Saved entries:
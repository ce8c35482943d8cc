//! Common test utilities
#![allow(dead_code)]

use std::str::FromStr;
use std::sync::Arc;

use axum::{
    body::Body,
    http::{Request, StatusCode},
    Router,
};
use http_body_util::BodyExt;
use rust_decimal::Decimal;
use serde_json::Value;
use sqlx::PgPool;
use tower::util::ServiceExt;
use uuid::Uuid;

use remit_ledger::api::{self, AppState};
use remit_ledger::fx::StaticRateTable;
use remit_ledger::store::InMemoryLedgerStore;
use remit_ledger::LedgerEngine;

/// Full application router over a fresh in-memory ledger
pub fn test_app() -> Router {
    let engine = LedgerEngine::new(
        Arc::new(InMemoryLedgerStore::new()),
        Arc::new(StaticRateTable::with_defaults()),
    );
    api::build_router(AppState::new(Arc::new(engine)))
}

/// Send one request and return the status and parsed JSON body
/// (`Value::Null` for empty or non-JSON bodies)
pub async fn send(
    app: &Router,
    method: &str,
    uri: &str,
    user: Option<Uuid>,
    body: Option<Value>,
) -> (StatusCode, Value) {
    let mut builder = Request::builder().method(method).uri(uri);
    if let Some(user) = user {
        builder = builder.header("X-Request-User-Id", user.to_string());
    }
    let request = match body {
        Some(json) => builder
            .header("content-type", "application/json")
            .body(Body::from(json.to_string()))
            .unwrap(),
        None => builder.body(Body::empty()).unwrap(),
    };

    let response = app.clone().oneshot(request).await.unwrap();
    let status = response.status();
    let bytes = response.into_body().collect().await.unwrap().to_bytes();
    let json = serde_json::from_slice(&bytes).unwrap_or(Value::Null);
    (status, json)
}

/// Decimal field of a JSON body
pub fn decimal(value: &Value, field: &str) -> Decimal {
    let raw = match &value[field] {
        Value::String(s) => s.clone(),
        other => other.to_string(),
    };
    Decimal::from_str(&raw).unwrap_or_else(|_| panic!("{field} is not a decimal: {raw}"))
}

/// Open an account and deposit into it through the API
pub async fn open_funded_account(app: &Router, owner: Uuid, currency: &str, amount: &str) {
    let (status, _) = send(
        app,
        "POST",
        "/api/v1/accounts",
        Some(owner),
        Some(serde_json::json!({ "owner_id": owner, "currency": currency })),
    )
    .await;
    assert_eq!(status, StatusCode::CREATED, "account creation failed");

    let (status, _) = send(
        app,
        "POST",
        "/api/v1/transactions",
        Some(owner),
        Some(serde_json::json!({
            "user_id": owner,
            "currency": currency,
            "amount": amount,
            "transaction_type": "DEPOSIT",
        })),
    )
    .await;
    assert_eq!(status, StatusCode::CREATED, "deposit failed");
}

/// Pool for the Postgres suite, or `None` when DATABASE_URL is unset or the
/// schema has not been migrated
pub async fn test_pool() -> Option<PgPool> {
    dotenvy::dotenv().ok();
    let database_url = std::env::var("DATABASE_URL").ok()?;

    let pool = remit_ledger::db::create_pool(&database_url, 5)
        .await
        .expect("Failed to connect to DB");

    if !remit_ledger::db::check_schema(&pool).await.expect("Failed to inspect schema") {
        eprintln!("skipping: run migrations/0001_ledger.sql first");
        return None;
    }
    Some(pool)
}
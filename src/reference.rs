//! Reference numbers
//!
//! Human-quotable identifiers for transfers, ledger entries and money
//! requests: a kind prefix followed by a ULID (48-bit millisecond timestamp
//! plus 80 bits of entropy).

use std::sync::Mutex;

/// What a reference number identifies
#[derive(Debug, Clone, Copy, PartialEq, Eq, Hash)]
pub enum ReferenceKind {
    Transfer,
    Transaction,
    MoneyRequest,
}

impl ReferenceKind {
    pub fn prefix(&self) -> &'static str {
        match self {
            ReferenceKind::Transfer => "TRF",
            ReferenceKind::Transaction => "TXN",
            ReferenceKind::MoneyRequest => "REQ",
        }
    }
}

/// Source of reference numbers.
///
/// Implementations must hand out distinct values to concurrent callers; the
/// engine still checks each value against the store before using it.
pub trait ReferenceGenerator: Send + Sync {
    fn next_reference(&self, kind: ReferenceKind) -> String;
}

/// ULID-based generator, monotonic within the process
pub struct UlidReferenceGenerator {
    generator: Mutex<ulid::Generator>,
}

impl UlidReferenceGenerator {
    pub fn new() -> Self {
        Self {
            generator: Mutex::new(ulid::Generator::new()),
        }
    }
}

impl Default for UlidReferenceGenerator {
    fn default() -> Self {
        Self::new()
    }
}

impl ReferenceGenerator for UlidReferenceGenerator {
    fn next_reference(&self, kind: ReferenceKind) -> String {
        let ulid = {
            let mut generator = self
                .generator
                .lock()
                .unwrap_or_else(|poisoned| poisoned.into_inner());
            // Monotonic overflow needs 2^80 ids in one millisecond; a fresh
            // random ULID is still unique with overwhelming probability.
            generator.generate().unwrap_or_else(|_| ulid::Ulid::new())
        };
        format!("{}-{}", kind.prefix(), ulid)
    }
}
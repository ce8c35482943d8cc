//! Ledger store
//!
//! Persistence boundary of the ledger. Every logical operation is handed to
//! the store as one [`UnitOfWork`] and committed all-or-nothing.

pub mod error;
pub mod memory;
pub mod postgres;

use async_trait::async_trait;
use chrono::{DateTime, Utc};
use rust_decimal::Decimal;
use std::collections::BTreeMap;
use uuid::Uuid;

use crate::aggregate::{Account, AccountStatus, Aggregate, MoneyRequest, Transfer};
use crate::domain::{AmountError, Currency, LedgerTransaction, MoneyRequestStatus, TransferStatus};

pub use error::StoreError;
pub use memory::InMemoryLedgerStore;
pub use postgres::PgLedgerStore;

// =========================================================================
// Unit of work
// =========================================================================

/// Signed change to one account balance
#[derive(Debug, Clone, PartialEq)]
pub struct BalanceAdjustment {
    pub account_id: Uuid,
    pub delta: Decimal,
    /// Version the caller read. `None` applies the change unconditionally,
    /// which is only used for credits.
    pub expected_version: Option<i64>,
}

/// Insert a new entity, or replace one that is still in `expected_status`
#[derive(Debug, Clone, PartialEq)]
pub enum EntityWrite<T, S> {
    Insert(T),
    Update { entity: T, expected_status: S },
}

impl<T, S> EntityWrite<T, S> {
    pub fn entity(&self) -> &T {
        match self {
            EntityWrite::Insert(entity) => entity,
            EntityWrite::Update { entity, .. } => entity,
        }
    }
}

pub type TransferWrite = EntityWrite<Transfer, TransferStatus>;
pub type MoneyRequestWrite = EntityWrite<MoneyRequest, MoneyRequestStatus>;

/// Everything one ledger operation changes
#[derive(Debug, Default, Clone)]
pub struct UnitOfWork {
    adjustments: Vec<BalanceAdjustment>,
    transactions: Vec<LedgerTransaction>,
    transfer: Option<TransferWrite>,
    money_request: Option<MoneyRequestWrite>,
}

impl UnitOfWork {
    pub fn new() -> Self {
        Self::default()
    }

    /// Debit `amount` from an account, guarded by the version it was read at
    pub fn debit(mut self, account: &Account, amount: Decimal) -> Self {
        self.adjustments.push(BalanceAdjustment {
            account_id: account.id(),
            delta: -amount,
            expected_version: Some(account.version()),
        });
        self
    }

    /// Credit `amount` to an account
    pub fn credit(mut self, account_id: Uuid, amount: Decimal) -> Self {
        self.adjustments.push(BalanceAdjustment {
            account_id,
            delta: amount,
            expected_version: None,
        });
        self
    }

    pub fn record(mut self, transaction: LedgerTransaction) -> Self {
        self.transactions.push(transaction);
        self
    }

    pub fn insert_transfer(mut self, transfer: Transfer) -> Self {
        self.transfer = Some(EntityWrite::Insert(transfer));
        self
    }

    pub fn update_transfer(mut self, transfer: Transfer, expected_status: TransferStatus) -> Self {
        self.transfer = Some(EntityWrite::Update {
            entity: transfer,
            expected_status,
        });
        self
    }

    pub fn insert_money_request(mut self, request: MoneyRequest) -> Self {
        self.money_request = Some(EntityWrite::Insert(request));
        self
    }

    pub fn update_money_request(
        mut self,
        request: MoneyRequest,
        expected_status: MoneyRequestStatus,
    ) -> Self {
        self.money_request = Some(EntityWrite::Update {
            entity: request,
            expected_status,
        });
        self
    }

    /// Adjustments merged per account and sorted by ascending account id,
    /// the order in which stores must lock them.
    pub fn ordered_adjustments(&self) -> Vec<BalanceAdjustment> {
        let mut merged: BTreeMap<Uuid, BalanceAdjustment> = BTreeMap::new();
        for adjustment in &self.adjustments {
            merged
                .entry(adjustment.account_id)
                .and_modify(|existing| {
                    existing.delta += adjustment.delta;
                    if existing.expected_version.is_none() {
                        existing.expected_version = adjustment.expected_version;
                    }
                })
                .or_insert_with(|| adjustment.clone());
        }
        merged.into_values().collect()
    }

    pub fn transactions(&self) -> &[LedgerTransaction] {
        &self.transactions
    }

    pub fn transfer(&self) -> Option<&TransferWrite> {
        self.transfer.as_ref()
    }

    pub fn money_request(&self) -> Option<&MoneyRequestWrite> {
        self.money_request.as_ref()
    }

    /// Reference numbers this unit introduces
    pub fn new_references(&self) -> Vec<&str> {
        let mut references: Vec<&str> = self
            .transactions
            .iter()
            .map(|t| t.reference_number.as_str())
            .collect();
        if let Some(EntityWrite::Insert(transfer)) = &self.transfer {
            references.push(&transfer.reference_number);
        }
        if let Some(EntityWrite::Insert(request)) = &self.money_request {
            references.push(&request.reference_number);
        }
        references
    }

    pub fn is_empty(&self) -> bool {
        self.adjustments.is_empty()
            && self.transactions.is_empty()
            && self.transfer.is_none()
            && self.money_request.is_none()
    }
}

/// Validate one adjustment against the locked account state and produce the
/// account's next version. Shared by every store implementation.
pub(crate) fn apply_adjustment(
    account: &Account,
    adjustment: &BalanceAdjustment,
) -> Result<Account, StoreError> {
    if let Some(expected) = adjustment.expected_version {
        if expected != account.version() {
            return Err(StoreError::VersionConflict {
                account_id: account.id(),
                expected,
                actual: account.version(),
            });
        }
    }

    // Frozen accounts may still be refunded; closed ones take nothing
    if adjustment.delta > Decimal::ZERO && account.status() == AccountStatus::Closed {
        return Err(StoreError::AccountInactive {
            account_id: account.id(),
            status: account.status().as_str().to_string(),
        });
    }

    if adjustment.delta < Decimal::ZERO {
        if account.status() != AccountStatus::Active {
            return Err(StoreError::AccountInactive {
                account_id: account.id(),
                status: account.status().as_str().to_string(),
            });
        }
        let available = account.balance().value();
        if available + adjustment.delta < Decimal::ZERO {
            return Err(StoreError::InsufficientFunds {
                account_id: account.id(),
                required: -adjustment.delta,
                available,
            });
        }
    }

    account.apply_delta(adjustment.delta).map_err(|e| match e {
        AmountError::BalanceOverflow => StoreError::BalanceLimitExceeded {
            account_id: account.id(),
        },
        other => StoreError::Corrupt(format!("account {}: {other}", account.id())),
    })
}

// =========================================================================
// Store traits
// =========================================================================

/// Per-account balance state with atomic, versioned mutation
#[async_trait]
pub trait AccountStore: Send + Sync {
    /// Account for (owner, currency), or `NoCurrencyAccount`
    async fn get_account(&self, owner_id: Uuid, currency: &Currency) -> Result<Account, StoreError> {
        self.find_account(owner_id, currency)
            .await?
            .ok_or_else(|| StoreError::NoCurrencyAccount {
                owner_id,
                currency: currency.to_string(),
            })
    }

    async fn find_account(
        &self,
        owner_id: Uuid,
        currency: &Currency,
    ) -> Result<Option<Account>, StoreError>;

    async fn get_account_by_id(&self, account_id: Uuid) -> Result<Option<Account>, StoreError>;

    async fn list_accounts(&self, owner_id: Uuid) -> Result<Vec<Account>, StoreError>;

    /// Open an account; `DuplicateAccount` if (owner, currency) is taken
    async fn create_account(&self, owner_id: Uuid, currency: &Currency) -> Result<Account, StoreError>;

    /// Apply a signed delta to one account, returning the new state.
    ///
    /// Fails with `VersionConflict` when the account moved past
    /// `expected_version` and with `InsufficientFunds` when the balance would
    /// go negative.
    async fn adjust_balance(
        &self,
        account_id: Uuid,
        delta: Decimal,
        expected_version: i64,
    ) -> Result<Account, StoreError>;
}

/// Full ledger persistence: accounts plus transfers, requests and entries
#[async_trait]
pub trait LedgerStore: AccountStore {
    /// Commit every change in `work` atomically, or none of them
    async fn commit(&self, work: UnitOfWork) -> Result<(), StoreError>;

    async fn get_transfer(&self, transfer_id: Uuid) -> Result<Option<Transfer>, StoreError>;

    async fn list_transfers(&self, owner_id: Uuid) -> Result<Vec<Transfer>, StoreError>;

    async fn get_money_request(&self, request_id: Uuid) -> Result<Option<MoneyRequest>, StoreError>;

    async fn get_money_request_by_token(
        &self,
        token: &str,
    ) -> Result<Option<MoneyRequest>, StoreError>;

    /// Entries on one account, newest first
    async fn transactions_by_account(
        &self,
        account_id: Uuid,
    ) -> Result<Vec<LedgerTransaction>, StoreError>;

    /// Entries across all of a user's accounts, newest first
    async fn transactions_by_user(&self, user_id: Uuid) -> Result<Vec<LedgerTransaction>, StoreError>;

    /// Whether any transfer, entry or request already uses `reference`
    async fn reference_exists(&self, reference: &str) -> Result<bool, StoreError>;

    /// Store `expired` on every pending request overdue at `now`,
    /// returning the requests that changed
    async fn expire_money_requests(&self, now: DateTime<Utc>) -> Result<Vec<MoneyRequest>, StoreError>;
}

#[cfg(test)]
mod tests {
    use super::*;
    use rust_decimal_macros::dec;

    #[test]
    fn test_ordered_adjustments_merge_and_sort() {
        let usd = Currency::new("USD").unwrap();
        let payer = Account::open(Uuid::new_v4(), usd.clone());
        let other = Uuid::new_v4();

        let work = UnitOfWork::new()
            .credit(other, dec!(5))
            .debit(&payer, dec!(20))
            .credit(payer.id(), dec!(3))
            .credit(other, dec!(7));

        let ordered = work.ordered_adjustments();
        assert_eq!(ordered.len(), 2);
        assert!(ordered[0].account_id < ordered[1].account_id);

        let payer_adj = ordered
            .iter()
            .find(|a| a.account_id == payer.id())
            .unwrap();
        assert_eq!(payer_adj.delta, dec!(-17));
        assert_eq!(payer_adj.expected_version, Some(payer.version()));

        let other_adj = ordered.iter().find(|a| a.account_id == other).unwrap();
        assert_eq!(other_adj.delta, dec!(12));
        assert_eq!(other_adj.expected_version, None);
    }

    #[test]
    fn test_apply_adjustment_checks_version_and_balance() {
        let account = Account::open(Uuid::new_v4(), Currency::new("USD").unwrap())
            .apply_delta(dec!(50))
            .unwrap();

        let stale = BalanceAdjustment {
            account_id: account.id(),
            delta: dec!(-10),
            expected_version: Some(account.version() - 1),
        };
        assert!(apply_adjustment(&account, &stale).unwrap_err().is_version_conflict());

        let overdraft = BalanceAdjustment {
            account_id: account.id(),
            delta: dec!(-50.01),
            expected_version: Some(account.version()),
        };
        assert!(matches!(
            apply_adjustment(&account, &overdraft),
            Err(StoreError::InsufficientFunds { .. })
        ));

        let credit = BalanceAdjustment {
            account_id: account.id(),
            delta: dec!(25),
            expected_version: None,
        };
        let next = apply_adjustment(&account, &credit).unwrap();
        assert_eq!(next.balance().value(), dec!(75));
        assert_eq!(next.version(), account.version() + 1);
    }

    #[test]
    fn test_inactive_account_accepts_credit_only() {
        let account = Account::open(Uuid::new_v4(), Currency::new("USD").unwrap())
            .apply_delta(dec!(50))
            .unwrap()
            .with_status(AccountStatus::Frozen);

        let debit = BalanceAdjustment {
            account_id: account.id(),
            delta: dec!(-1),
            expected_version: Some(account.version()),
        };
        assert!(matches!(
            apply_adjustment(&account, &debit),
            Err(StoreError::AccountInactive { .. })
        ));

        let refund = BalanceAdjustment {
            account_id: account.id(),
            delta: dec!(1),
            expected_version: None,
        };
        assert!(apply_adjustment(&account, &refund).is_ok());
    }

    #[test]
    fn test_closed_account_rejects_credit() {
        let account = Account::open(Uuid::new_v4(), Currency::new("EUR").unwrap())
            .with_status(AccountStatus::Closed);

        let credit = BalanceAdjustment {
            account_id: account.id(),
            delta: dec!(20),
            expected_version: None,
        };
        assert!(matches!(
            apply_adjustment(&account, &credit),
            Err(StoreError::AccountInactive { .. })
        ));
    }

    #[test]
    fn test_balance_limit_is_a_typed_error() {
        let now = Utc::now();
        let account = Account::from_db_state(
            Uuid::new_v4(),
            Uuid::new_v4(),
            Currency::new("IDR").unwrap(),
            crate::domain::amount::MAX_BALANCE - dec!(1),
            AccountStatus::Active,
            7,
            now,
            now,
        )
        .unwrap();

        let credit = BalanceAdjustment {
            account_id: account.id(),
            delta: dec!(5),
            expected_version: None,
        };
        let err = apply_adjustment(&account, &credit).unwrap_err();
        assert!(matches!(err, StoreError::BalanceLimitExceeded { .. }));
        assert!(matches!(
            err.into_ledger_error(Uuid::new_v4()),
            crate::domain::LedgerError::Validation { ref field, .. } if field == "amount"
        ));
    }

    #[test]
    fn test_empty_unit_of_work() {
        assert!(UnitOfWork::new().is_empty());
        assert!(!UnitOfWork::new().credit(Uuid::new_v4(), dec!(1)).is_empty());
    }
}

* * *

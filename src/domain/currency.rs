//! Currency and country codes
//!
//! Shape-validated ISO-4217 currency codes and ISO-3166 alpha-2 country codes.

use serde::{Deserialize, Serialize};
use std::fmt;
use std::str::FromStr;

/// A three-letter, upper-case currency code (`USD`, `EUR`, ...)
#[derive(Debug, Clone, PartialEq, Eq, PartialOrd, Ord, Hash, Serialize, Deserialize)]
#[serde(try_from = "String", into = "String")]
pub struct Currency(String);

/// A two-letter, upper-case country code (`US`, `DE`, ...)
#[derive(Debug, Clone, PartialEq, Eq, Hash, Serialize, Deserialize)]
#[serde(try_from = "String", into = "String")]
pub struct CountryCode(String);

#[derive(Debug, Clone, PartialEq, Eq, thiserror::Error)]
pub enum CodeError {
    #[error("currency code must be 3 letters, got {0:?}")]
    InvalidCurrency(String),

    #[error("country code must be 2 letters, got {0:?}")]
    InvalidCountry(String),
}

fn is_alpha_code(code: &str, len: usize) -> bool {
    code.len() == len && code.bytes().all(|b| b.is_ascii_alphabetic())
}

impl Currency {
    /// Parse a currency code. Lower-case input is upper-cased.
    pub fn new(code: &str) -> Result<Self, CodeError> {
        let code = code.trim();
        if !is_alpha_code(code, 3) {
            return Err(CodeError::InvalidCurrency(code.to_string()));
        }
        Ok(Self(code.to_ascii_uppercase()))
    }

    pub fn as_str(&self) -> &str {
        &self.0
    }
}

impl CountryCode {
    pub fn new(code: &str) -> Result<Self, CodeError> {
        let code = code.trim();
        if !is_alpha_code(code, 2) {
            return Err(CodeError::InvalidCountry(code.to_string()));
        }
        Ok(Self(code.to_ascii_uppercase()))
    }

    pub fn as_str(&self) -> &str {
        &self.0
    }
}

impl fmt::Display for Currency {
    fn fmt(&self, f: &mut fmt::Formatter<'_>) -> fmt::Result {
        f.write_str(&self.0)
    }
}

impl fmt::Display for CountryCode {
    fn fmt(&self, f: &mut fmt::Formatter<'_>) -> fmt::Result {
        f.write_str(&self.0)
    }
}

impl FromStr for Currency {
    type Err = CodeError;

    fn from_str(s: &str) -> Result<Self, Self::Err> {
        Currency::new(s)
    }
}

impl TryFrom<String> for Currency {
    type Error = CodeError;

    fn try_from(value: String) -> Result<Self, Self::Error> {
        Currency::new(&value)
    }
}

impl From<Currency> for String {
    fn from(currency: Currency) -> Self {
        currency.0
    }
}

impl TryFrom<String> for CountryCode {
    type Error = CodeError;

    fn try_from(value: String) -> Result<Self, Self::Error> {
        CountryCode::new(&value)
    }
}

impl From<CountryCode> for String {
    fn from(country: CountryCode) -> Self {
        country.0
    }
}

REQUIREMENT: Where a line above holds the string "stale", show that line.

ANSWER BOX:
        let stale = BalanceAdjustment {
        assert!(apply_adjustment(&account, &stale).unwrap_err().is_version_conflict());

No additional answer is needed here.